▼▼▼
impl Session {
    pub fn new(config: SessionConfig) -> io::Result<Self> {
        let transcript = match config.transcript {
            Some(path) => {
                let header = config
                    .profile
                    .map_or_else(|| "Rate Control Emulator transcript".to_string(), LinkProfile::header);
                Some(TranscriptLogger::new(&path, &header)?)
            }
            None => None,
        };

        let mut session = Self {
            stations: StationArena::new(config.seed),
            policies: Default::default(),
            channel: Channel::new(config.seed),
            telemetry: TelemetryRecorder::new(),
            transcript,
            clock: SimInstant::default(),
            recorded: 0,
        };

        if let Some(profile) = config.profile {
            let handle = session.associate(profile).map_err(io::Error::other)?;
            session.channel.set_loss(handle, config.loss_percent);
        }
        Ok(session)
    }

    #[must_use]
    pub const fn now(&self) -> SimInstant {
        self.clock
    }

    #[must_use]
    pub fn stations(&self) -> &StationArena<SimInstant, MAX_STATIONS> {
        &self.stations
    }

    #[must_use]
    pub fn telemetry(&self) -> &TelemetryRecorder<SimInstant> {
        &self.telemetry
    }

    pub fn handle_command(&mut self, line: &str) -> io::Result<Vec<String>> {
        let trimmed = line.trim();
        if trimmed.is_empty() {
            return Ok(Vec::new());
        }
        self.log(TranscriptRole::Host, trimmed)?;

        let mut words = trimmed.split_whitespace();
        let keyword = words.next().unwrap_or_default().to_ascii_lowercase();
        let arguments: Vec<&str> = words.collect();

        let lines = match (keyword.as_str(), arguments.as_slice()) {
            ("assoc", [tag]) => self.handle_assoc(tag),
            ("drop", [station]) => self.handle_drop(station),
            ("run", [periods]) => self.handle_run(periods),
            ("loss", [station, percent]) => self.handle_loss(station, percent),
            ("assoc" | "drop" | "run" | "loss", _) => vec![format!(
                "ERR usage {}",
                emulator_usage(&keyword).unwrap_or_default()
            )],
            ("help", [topic]) if emulator_usage(topic).is_some() => {
                vec![emulator_usage(topic).unwrap_or_default().to_string()]
            }
            ("help", []) => {
                let mut lines = self.execute_console(trimmed);
                for (name, _, summary) in EMULATOR_COMMANDS {
                    lines.push(format!("{name:<6} {summary}"));
                }
                lines
            }
            _ => self.execute_console(trimmed),
        };

        for response in &lines {
            self.log(TranscriptRole::Emulator, response)?;
        }
        Ok(lines)
    }

    fn execute_console(&mut self, line: &str) -> Vec<String> {
        let mut output = String::new();
        let result = CommandExecutor::new(&mut self.stations).execute(line, &mut output);
        match result {
            Ok(outcome) => {
                if let Some(station) = outcome.station {
                    self.record(station, &outcome.events);
                }
                output
                    .split(LINE_END)
                    .filter(|line| !line.is_empty())
                    .map(str::to_string)
                    .collect()
            }
            Err(err) => vec![format!("ERR {err}")],
        }
    }

    fn associate(&mut self, profile: LinkProfile) -> Result<StationHandle, ArenaError> {
        let negotiated = CapabilityProfile::negotiate(&profile.peer(), &LocalCapabilities::default());
        let handle = self.stations.associate(negotiated, self.clock)?;
        self.telemetry.record(
            handle.index(),
            RateEvent::bare(RateEventKind::Associated),
            self.clock,
        );
        self.channel.reset(handle);
        Ok(handle)
    }

    fn handle_assoc(&mut self, tag: &str) -> Vec<String> {
        let profile = match LinkProfile::from_tag(tag) {
            Ok(profile) => profile,
            Err(err) => return vec![format!("ERR {err}")],
        };
        match self.associate(profile) {
            Ok(handle) => {
                let mut lines = vec![format!("OK {handle} associated {}", profile.tag())];
                if let Ok(state) = self.stations.get(handle) {
                    lines.push(StatusFormatter::new(&state.stats()).summary_line(handle));
                }
                lines
            }
            Err(err) => vec![format!("ERR {err}")],
        }
    }

    fn handle_drop(&mut self, station: &str) -> Vec<String> {
        let Some(handle) = parse_station(station) else {
            return vec![format!("ERR unknown station `{station}`")];
        };
        match self.stations.disassociate(handle) {
            Ok(()) => {
                self.telemetry.record(
                    handle.index(),
                    RateEvent::bare(RateEventKind::Disassociated),
                    self.clock,
                );
                self.channel.reset(handle);
                vec![format!("OK {handle} dropped")]
            }
            Err(err) => vec![format!("ERR {err}")],
        }
    }

    fn handle_loss(&mut self, station: &str, percent: &str) -> Vec<String> {
        let Some(handle) = parse_station(station) else {
            return vec![format!("ERR unknown station `{station}`")];
        };
        let Some(percent) = percent.parse::<u8>().ok().filter(|value| *value <= 100) else {
            return vec![format!("ERR loss must be 0-100, got `{percent}`")];
        };
        if let Err(err) = self.stations.get(handle) {
            return vec![format!("ERR {err}")];
        }
        self.channel.set_loss(handle, percent);
        vec![format!("OK {handle} loss={percent}%")]
    }

    fn handle_run(&mut self, periods: &str) -> Vec<String> {
        let Some(periods) = periods
            .parse::<u32>()
            .ok()
            .filter(|value| (1..=MAX_RUN_PERIODS).contains(value))
        else {
            return vec![format!(
                "ERR periods must be 1-{MAX_RUN_PERIODS}, got `{periods}`"
            )];
        };

        let recorded_before = self.recorded;
        let tick = EVALUATION_PERIOD / TICKS_PER_PERIOD;
        for _ in 0..periods * TICKS_PER_PERIOD {
            self.clock = self.clock + tick;
            for handle in self.stations.handles() {
                // Handles come from the arena, so lookups cannot miss.
                let _ = self.tick_station(handle);
            }
        }

        let events = self.recorded - recorded_before;
        let mut lines = vec![format!(
            "OK ran {periods} periods now=+{}ms events={events}",
            self.clock.as_millis()
        )];
        for (handle, state) in self.stations.iter() {
            lines.push(StatusFormatter::new(&state.stats()).summary_line(handle));
        }
        lines
    }

    fn tick_station(&mut self, handle: StationHandle) -> Result<(), ArenaError> {
        let now = self.clock;
        let evaluation = self.stations.evaluate(handle, now, true)?;
        self.record(handle, &evaluation.events);

        let station = self.stations.get_mut(handle)?;
        let aggregated = station.aggregation_allowed();
        let policy = &self.policies[handle.index()];
        if let Some(update) = station.take_policy_update() {
            // The emulator is the only writer, so the buffer is always free.
            let _ = policy.publish(&update);
        }

        let lowest = station.profile().lowest();
        let chain = policy
            .active()
            .entries
            .map(|entry| entry.decode().unwrap_or(lowest));

        for _ in 0..FRAMES_PER_TICK {
            let completion = if aggregated {
                Completion::from_aggregate(&self.channel.transmit_aggregate(
                    handle,
                    chain[0],
                    AGGREGATE_FRAMES,
                ))
            } else {
                Completion::from_status(&self.channel.transmit_single(handle, &chain))
            };
            let events = self.stations.on_completion(handle, &completion)?;
            self.record(handle, &events);
        }
        Ok(())
    }

    fn record(&mut self, handle: StationHandle, events: &StationEvents) {
        self.recorded += events.len();
        self.telemetry.record_all(handle.index(), events, self.clock);
    }

    fn log(&mut self, role: TranscriptRole, line: &str) -> io::Result<()> {
        match self.transcript.as_mut() {
            Some(transcript) => transcript.append_line(self.clock, role, line),
            None => Ok(()),
        }
    }
}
▲▲▲
About this task: Search the entries above for lines containing the word "state", and copy each one.

Expected answer:
                if let Ok(state) = self.stations.get(handle) {
                    lines.push(StatusFormatter::new(&state.stats()).summary_line(handle));
        for (handle, state) in self.stations.iter() {
            lines.push(StatusFormatter::new(&state.stats()).summary_line(handle));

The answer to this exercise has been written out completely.